Tutti abbiamo qualcosa da raccontare, non importa cosa.

Alzi la mano chi non ha mai fantasticato sulle vite altrui in metro, in treno, in una sala d’attesa o al semaforo. A me qualche volta è capitato. “Quello secondo me è un artista, lei invece ha un passato travagliato” e così via…

C’è chi di questi pensieri ne ha fatto un vero e proprio progetto e lo ha trasformato in community in grado di connettere utenti di tutto il mondo.

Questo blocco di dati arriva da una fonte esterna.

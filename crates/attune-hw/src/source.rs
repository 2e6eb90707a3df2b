//! Frame sources for practice: the live camera, a video file, or a still image.
//!
//! Video files are decoded by an `ffmpeg` child process that writes raw
//! RGB24 frames at a fixed resolution to its stdout.

use crate::camera::CameraError;
use crate::frame::Frame;
use std::io::{self, Read};
use std::path::Path;
use std::process::{Child, ChildStdout, Command, Stdio};
use thiserror::Error;

/// Accepted still-image extensions (lower-case, without dot).
pub const IMAGE_EXTENSIONS: &[&str] = &["jpg", "png", "jpeg"];
/// Accepted video extensions.
pub const VIDEO_EXTENSIONS: &[&str] = &["mp4", "mov"];

/// Frames decoded from video files are scaled to this size.
pub const VIDEO_WIDTH: u32 = 640;
pub const VIDEO_HEIGHT: u32 = 480;

const DECODER_COMMAND: &str = "ffmpeg";

#[derive(Error, Debug)]
pub enum SourceError {
    #[error("file not found: {0}")]
    NotFound(String),
    #[error("unsupported file type: {path} (expected one of {expected})")]
    UnsupportedExtension { path: String, expected: String },
    #[error("camera: {0}")]
    Camera(#[from] CameraError),
    #[error("failed to start video decoder '{command}': {source}")]
    DecoderSpawn {
        command: String,
        #[source]
        source: io::Error,
    },
    #[error("video read failed: {0}")]
    Read(#[from] io::Error),
    #[error("image decode failed: {0}")]
    Image(#[from] image::ImageError),
}

/// Anything the practice loop can pull frames from.
pub trait FrameSource: Send {
    /// Next frame, or `Ok(None)` once the source is exhausted.
    fn next_frame(&mut self) -> Result<Option<Frame>, SourceError>;

    /// Short human-readable label for logs.
    fn describe(&self) -> String;
}

/// Check that `path` ends in one of `allowed` (case-insensitive).
pub fn check_extension(path: &Path, allowed: &[&str]) -> Result<(), SourceError> {
    let ext = path
        .extension()
        .and_then(|e| e.to_str())
        .map(|e| e.to_ascii_lowercase());

    match ext {
        Some(ext) if allowed.contains(&ext.as_str()) => Ok(()),
        _ => Err(SourceError::UnsupportedExtension {
            path: path.display().to_string(),
            expected: allowed.join(", "),
        }),
    }
}

/// Load a still image from disk as an RGB frame.
pub fn load_image(path: &Path) -> Result<Frame, SourceError> {
    check_extension(path, IMAGE_EXTENSIONS)?;
    if !path.exists() {
        return Err(SourceError::NotFound(path.display().to_string()));
    }
    let img = image::open(path)?.to_rgb8();
    tracing::debug!(path = %path.display(), width = img.width(), height = img.height(), "loaded image");
    Ok(Frame::from_rgb_image(img))
}

/// A video file decoded frame by frame through ffmpeg.
pub struct VideoFile {
    child: Child,
    stdout: ChildStdout,
    path: String,
    sequence: u32,
}

impl VideoFile {
    pub fn open(path: &Path) -> Result<Self, SourceError> {
        Self::open_with(DECODER_COMMAND, path)
    }

    /// Open using a specific decoder binary.
    pub fn open_with(decoder: &str, path: &Path) -> Result<Self, SourceError> {
        check_extension(path, VIDEO_EXTENSIONS)?;
        if !path.exists() {
            return Err(SourceError::NotFound(path.display().to_string()));
        }

        let scale = format!("scale={VIDEO_WIDTH}:{VIDEO_HEIGHT}");
        let mut child = Command::new(decoder)
            .args(["-loglevel", "error", "-nostdin"])
            .arg("-i")
            .arg(path)
            .args(["-f", "rawvideo", "-pix_fmt", "rgb24", "-vf", &scale, "-"])
            .stdin(Stdio::null())
            .stdout(Stdio::piped())
            .stderr(Stdio::null())
            .spawn()
            .map_err(|source| SourceError::DecoderSpawn {
                command: decoder.to_string(),
                source,
            })?;

        let stdout = child.stdout.take().ok_or_else(|| {
            SourceError::Read(io::Error::new(io::ErrorKind::BrokenPipe, "decoder stdout missing"))
        })?;

        tracing::info!(path = %path.display(), pid = child.id(), "video decoder started");

        Ok(Self {
            child,
            stdout,
            path: path.display().to_string(),
            sequence: 0,
        })
    }
}

impl FrameSource for VideoFile {
    fn next_frame(&mut self) -> Result<Option<Frame>, SourceError> {
        let frame_len = (VIDEO_WIDTH * VIDEO_HEIGHT * 3) as usize;
        match read_frame(&mut self.stdout, frame_len)? {
            Some(data) => {
                self.sequence += 1;
                Ok(Some(Frame::new(data, VIDEO_WIDTH, VIDEO_HEIGHT, self.sequence)))
            }
            None => {
                tracing::info!(path = %self.path, frames = self.sequence, "video stream ended");
                Ok(None)
            }
        }
    }

    fn describe(&self) -> String {
        format!("video {}", self.path)
    }
}

impl Drop for VideoFile {
    fn drop(&mut self) {
        let _ = self.child.kill();
        let _ = self.child.wait();
    }
}

/// Read exactly one frame. A clean EOF before any byte, or a truncated
/// trailing frame, ends the stream.
fn read_frame<R: Read>(reader: &mut R, frame_len: usize) -> Result<Option<Vec<u8>>, SourceError> {
    let mut buf = vec![0u8; frame_len];
    let mut filled = 0;
    while filled < frame_len {
        match reader.read(&mut buf[filled..]) {
            Ok(0) => break,
            Ok(n) => filled += n,
            Err(e) if e.kind() == io::ErrorKind::Interrupted => continue,
            Err(e) => return Err(e.into()),
        }
    }
    if filled < frame_len {
        if filled > 0 {
            tracing::debug!(filled, frame_len, "dropping truncated trailing frame");
        }
        return Ok(None);
    }
    Ok(Some(buf))
}
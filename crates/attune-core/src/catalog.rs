//! Supported yoga poses and their landmark configurations.
//!
//! Pose metadata (display name, description, reference image, narration) is
//! compiled in. The landmark requirements live in one JSON file per pose,
//! loaded on first use and cached for the life of the process.

use crate::cache::MemoCache;
use serde::{Deserialize, Serialize};
use std::path::{Path, PathBuf};
use std::sync::Arc;
use thiserror::Error;

const FALLBACK_NARRATION: &str = "This is a yoga pose. Follow the on-screen guidance.";

#[derive(Error, Debug)]
pub enum CatalogError {
    #[error("Pose configuration not found: {0}")]
    NotFound(String),
    #[error("Invalid JSON in pose configuration: {pose} ({reason})")]
    Invalid { pose: String, reason: String },
    #[error("failed to read pose configuration {path}: {source}")]
    Io {
        path: String,
        source: std::io::Error,
    },
}

/// Static description of a supported pose.
#[derive(Debug, Clone, Copy, Serialize)]
pub struct PoseInfo {
    /// Configuration key, also the JSON file stem.
    pub key: &'static str,
    pub name: &'static str,
    pub description: &'static str,
    pub image_url: &'static str,
    /// Narration spoken once when practice starts.
    pub spoken: &'static str,
}

pub const POSES: [PoseInfo; 6] = [
    PoseInfo {
        key: "tadasana",
        name: "Tadasana (Mountain Pose)",
        description: "The foundation of all standing poses, Tadasana improves posture, strengthens thighs and ankles, and reduces flat feet.",
        image_url: "https://www.yogaclassplan.com/wp-content/uploads/2021/06/mountain.jpg",
        spoken: "Tadasana or Mountain Pose is the foundation of all standing poses. \
                 It improves posture, strengthens thighs and ankles, and reduces flat feet. \
                 Stand tall with feet together, shoulders relaxed, and arms by your sides.",
    },
    PoseInfo {
        key: "vrikshasana",
        name: "Vrikshasana (Tree Pose)",
        description: "This balancing pose strengthens legs, improves focus, and helps develop balance and stability in the legs.",
        image_url: "https://www.yogaclassplan.com/wp-content/uploads/2021/01/34-treepose.jpg",
        spoken: "Vrikshasana or Tree Pose improves balance and focus. \
                 Stand on one leg, place the other foot on your inner thigh or calf, \
                 and bring your hands to prayer position at your chest.",
    },
    PoseInfo {
        key: "adho_mukha_svanasana",
        name: "Adho Mukha Svanasana (Downward Dog)",
        description: "A rejuvenating pose that stretches hamstrings, calves, and spine while strengthening arms and legs.",
        image_url: "https://www.yogaclassplan.com/wp-content/uploads/2021/06/downward-facingdog.png",
        spoken: "Adho Mukha Svanasana or Downward Dog stretches the hamstrings, \
                 calves, and spine while strengthening arms and legs. \
                 Form an inverted V-shape with your body, hands and feet on the mat.",
    },
    PoseInfo {
        key: "bhujangasana",
        name: "Bhujangasana (Cobra Pose)",
        description: "This gentle backbend strengthens the spine, opens the chest and shoulders, and helps relieve stress and fatigue.",
        image_url: "https://www.yogaclassplan.com/wp-content/uploads/2021/06/Bhujangasana-Cobra-Pose.png",
        spoken: "Bhujangasana or Cobra Pose strengthens the spine and opens the chest. \
                 Lie on your stomach, place hands under shoulders, and lift your chest \
                 while keeping hips on the mat.",
    },
    PoseInfo {
        key: "trikonasana",
        name: "Trikonasana (Triangle Pose)",
        description: "This standing pose stretches legs, hips and spine while stimulating abdominal organs and improving digestion.",
        image_url: "https://www.yogaclassplan.com/wp-content/uploads/2021/01/27-triangle.jpg",
        spoken: "Trikonasana or Triangle Pose stretches legs, hips and spine. \
                 Stand with legs wide apart, reach one hand to your foot and the other to the sky, \
                 creating a straight line from hand to hand.",
    },
    PoseInfo {
        key: "virabhadrasana_ii",
        name: "Virabhadrasana II (Warrior II)",
        description: "A powerful standing pose that strengthens legs and arms, increases stamina, and improves balance and concentration.",
        image_url: "https://www.yogaclassplan.com/wp-content/uploads/2021/01/31-warrior-2.jpg",
        spoken: "Virabhadrasana II or Warrior II builds stamina and concentration. \
                 Stand with legs wide apart, turn one foot out, bend the front knee, \
                 and stretch arms parallel to the floor.",
    },
];

pub fn pose_info(key: &str) -> Option<&'static PoseInfo> {
    POSES.iter().find(|p| p.key == key)
}

/// Narration for a pose, with a generic line for unknown keys.
pub fn spoken_description(key: &str) -> &'static str {
    pose_info(key).map(|p| p.spoken).unwrap_or(FALLBACK_NARRATION)
}

/// Landmark requirements for one pose.
#[derive(Debug, Clone, Default, PartialEq, Serialize, Deserialize)]
pub struct PoseConfig {
    #[serde(default)]
    pub required_landmarks: Vec<String>,
}

impl PoseConfig {
    pub fn new<I, S>(landmarks: I) -> Self
    where
        I: IntoIterator<Item = S>,
        S: Into<String>,
    {
        Self {
            required_landmarks: landmarks.into_iter().map(Into::into).collect(),
        }
    }
}

/// Loads `<dir>/<pose>.json` and caches each config after its first load.
pub struct PoseConfigStore {
    dir: PathBuf,
    cache: MemoCache<String, Arc<PoseConfig>>,
}

impl PoseConfigStore {
    pub fn new(dir: impl Into<PathBuf>) -> Self {
        Self {
            dir: dir.into(),
            cache: MemoCache::new(),
        }
    }

    pub fn dir(&self) -> &Path {
        &self.dir
    }

    /// Number of configurations loaded so far.
    pub fn cached(&self) -> usize {
        self.cache.len()
    }

    pub fn load(&mut self, pose: &str) -> Result<Arc<PoseConfig>, CatalogError> {
        let dir = &self.dir;
        self.cache
            .get_or_try_insert_with(pose.to_string(), || read_config(dir, pose).map(Arc::new))
            .cloned()
    }
}

fn read_config(dir: &Path, pose: &str) -> Result<PoseConfig, CatalogError> {
    if pose.is_empty() || pose.contains(['/', '\\']) || pose.starts_with('.') {
        return Err(CatalogError::NotFound(pose.to_string()));
    }

    let path = dir.join(format!("{pose}.json"));
    let contents = match std::fs::read_to_string(&path) {
        Ok(c) => c,
        Err(e) if e.kind() == std::io::ErrorKind::NotFound => {
            return Err(CatalogError::NotFound(pose.to_string()));
        }
        Err(source) => {
            return Err(CatalogError::Io {
                path: path.display().to_string(),
                source,
            });
        }
    };

    let config: PoseConfig =
        serde_json::from_str(&contents).map_err(|e| CatalogError::Invalid {
            pose: pose.to_string(),
            reason: e.to_string(),
        })?;

    tracing::info!(
        pose,
        path = %path.display(),
        landmarks = config.required_landmarks.len(),
        "loaded pose configuration"
    );
    Ok(config)
}
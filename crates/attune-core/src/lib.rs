//! attune-core — Mood playlists and yoga pose scoring.
//!
//! Emotion → playlist lookup, pose catalog and landmark configurations,
//! visibility scoring, practice sessions, and the ONNX Runtime wrappers for
//! the face detector, emotion classifier and pose landmark models.

pub mod cache;
pub mod catalog;
pub mod classifier;
pub mod emotion;
pub mod face;
pub mod imaging;
pub mod pose;
pub mod scoring;
pub mod session;
pub mod types;

pub use cache::MemoCache;
pub use catalog::{CatalogError, PoseConfig, PoseConfigStore, PoseInfo, POSES};
pub use classifier::{ClassifierError, EmotionClassifier, MoodDetector};
pub use emotion::{recommend, Emotion, PlaylistTable, Recommendation};
pub use face::{DetectorError, FaceDetector};
pub use pose::{EstimatorError, PoseEstimator};
pub use scoring::{analyze_pose, PoseAnalysis};
pub use session::{PracticeSession, Progress, ProgressReport, SessionSummary};
pub use types::{BoundingBox, Landmark, PoseLandmark};

use std::path::PathBuf;

/// Face detector model file name inside the model directory.
pub const FACE_MODEL_FILE: &str = "version-RFB-320.onnx";
/// Emotion classifier model file name.
pub const EMOTION_MODEL_FILE: &str = "emotion_fer48.onnx";
/// Pose landmark model file name.
pub const POSE_MODEL_FILE: &str = "pose_landmark_full.onnx";

/// Default model directory: `$XDG_DATA_HOME/attune/models`
/// (falling back to `~/.local/share/attune/models`).
pub fn default_model_dir() -> PathBuf {
    std::env::var("XDG_DATA_HOME")
        .map(PathBuf::from)
        .unwrap_or_else(|_| {
            let home = std::env::var("HOME").unwrap_or_else(|_| "/tmp".to_string());
            PathBuf::from(home).join(".local/share")
        })
        .join("attune/models")
}
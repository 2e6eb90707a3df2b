//! Process-lifetime memoization.
//!
//! Unbounded: entries are never evicted. Used for small key spaces only
//! (pose names, spoken feedback strings).

use std::borrow::Borrow;
use std::collections::HashMap;
use std::hash::Hash;

/// Key-value cache that keeps every successfully computed value.
#[derive(Debug)]
pub struct MemoCache<K, V> {
    entries: HashMap<K, V>,
}

impl<K: Eq + Hash, V> Default for MemoCache<K, V> {
    fn default() -> Self {
        Self {
            entries: HashMap::new(),
        }
    }
}

impl<K: Eq + Hash, V> MemoCache<K, V> {
    pub fn new() -> Self {
        Self::default()
    }

    pub fn get<Q>(&self, key: &Q) -> Option<&V>
    where
        K: Borrow<Q>,
        Q: Eq + Hash + ?Sized,
    {
        self.entries.get(key)
    }

    pub fn contains<Q>(&self, key: &Q) -> bool
    where
        K: Borrow<Q>,
        Q: Eq + Hash + ?Sized,
    {
        self.entries.contains_key(key)
    }

    pub fn len(&self) -> usize {
        self.entries.len()
    }

    pub fn is_empty(&self) -> bool {
        self.entries.is_empty()
    }

    /// Return the cached value for `key`, computing it with `f` on a miss.
    ///
    /// Errors from `f` are returned as-is and nothing is cached, so the next
    /// call retries.
    pub fn get_or_try_insert_with<E, F>(&mut self, key: K, f: F) -> Result<&V, E>
    where
        F: FnOnce() -> Result<V, E>,
    {
        use std::collections::hash_map::Entry;

        match self.entries.entry(key) {
            Entry::Occupied(e) => Ok(e.into_mut()),
            Entry::Vacant(e) => {
                let value = f()?;
                Ok(e.insert(value))
            }
        }
    }
}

Ci troviamo a New York, nell’ estate 2010, proprio qui Brandon, un fotografo come tanti, decide di fermare i passanti e immortalarli chiedendo loro di condividere con lui una frase, una parola, un pensiero, una STORIA. Comincia così a creare un vero e proprio catalogo degli abitanti della Grande Mela e senza nemmeno accorgersene raggiunge cifre esorbitanti come 10,000 foto corredate di storia. Quando Brandon decide di trasferire il progetto in un blog (www.humansofnewyork.com), il successo è immediato. Non poteva non seguire poi la creazione di pagine dedicate sui social, come Facebook, tumblr e twitter. Ad oggi i followers su Facebook si aggirano intorno ai 15.828.299. Nella pagina vengono quasi ogni giorno postate nuove immagini di adulti, bambini, a volte anche animali. Un minestrone di umanità e non solo. Su FB gli utenti non si limitano solo a mettere il “like”, molti di loro commentano i post o rispondono ad altri commenti, il coinvolgimento è molto forte.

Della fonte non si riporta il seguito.